## [Assignment]
Pull every line holding the word "rescan" out of the data and copy it.

─── Records ───

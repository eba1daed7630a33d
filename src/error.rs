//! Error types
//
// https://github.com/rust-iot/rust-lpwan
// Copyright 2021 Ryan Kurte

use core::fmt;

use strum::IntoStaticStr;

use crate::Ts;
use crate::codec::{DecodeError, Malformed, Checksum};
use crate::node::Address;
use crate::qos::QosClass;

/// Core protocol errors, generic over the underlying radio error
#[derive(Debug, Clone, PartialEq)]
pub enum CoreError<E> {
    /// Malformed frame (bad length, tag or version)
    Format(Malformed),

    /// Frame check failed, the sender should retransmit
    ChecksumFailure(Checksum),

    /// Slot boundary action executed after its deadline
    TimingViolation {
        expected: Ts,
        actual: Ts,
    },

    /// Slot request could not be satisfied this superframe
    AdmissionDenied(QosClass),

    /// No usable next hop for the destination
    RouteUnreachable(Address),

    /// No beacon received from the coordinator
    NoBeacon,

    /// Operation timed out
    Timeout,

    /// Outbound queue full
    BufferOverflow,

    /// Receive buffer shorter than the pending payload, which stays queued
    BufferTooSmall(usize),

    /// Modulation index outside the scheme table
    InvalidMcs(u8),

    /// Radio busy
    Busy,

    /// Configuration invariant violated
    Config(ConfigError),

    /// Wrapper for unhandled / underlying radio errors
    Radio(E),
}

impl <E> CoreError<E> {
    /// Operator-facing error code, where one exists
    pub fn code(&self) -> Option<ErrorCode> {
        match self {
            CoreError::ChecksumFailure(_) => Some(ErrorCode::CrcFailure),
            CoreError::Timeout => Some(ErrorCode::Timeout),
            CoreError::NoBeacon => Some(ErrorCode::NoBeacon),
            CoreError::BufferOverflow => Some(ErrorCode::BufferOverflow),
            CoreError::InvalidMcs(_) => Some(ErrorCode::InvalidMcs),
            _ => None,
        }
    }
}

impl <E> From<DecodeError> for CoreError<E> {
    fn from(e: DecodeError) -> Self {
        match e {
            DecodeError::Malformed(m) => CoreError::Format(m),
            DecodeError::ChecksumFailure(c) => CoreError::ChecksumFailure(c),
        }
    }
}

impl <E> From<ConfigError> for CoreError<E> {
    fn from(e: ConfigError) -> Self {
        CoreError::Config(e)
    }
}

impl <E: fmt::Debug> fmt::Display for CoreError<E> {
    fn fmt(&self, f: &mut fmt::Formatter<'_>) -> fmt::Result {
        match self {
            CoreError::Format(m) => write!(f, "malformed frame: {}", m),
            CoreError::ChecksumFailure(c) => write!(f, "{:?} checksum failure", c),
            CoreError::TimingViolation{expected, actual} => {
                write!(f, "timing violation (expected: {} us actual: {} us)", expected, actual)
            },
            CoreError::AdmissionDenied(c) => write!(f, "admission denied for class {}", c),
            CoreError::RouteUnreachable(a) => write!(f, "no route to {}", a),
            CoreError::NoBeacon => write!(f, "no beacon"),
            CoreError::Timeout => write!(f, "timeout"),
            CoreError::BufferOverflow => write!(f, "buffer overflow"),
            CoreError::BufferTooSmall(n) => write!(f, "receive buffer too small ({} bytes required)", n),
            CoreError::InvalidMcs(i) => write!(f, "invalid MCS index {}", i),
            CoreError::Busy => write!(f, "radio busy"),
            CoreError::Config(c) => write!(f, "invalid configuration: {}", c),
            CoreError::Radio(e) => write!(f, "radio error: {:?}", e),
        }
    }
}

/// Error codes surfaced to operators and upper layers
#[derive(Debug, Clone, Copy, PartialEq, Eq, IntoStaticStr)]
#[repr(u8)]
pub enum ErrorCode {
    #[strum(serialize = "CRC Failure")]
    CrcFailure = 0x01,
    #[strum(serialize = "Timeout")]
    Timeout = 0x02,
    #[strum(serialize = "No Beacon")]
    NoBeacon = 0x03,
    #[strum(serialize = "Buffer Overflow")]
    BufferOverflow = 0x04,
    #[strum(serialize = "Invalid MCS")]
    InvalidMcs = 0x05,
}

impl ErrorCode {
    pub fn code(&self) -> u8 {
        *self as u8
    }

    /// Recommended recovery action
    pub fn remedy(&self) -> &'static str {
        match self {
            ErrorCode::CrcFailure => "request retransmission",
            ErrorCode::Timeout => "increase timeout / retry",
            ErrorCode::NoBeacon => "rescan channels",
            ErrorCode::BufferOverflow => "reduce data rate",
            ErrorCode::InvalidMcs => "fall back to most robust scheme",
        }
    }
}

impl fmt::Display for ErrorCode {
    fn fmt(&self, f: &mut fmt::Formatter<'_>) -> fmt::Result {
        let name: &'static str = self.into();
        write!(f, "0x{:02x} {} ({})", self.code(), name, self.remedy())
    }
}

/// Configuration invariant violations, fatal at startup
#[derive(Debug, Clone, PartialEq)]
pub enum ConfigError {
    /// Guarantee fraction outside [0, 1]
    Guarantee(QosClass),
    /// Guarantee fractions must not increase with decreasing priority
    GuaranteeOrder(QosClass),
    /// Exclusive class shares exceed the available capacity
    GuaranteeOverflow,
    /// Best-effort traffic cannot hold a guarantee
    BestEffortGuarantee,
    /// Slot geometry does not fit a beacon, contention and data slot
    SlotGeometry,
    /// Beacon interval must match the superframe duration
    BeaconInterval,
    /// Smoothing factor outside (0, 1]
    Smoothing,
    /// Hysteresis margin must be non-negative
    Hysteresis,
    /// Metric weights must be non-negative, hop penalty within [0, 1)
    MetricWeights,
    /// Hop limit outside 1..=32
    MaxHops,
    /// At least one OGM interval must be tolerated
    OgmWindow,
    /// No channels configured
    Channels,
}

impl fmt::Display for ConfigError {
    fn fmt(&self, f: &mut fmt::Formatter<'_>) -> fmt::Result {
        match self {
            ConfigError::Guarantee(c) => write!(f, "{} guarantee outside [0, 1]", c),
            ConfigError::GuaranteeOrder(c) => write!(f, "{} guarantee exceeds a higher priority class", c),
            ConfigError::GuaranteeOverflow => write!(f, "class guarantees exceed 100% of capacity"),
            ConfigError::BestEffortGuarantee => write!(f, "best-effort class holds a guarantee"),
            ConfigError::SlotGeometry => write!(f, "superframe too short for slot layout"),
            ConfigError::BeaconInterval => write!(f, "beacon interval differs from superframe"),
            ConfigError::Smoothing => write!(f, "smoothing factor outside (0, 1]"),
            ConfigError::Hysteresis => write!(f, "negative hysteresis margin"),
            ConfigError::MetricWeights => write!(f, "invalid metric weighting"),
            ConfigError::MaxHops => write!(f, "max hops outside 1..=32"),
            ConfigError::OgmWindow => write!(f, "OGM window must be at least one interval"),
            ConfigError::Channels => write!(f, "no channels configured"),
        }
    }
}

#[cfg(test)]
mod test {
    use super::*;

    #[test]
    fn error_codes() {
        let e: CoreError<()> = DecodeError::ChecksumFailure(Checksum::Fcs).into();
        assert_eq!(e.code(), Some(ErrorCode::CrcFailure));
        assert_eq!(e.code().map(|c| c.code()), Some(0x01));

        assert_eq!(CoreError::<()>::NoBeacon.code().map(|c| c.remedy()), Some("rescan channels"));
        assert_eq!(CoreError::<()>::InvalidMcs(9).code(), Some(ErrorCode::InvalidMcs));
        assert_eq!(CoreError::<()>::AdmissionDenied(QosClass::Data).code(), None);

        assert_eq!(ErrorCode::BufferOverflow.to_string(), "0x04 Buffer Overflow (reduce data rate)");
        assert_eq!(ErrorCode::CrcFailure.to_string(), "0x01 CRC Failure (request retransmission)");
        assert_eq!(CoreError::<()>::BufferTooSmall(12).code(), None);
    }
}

───

## [Result of the task]
            ErrorCode::NoBeacon => "rescan channels",
        assert_eq!(CoreError::<()>::NoBeacon.code().map(|c| c.remedy()), Some("rescan channels"));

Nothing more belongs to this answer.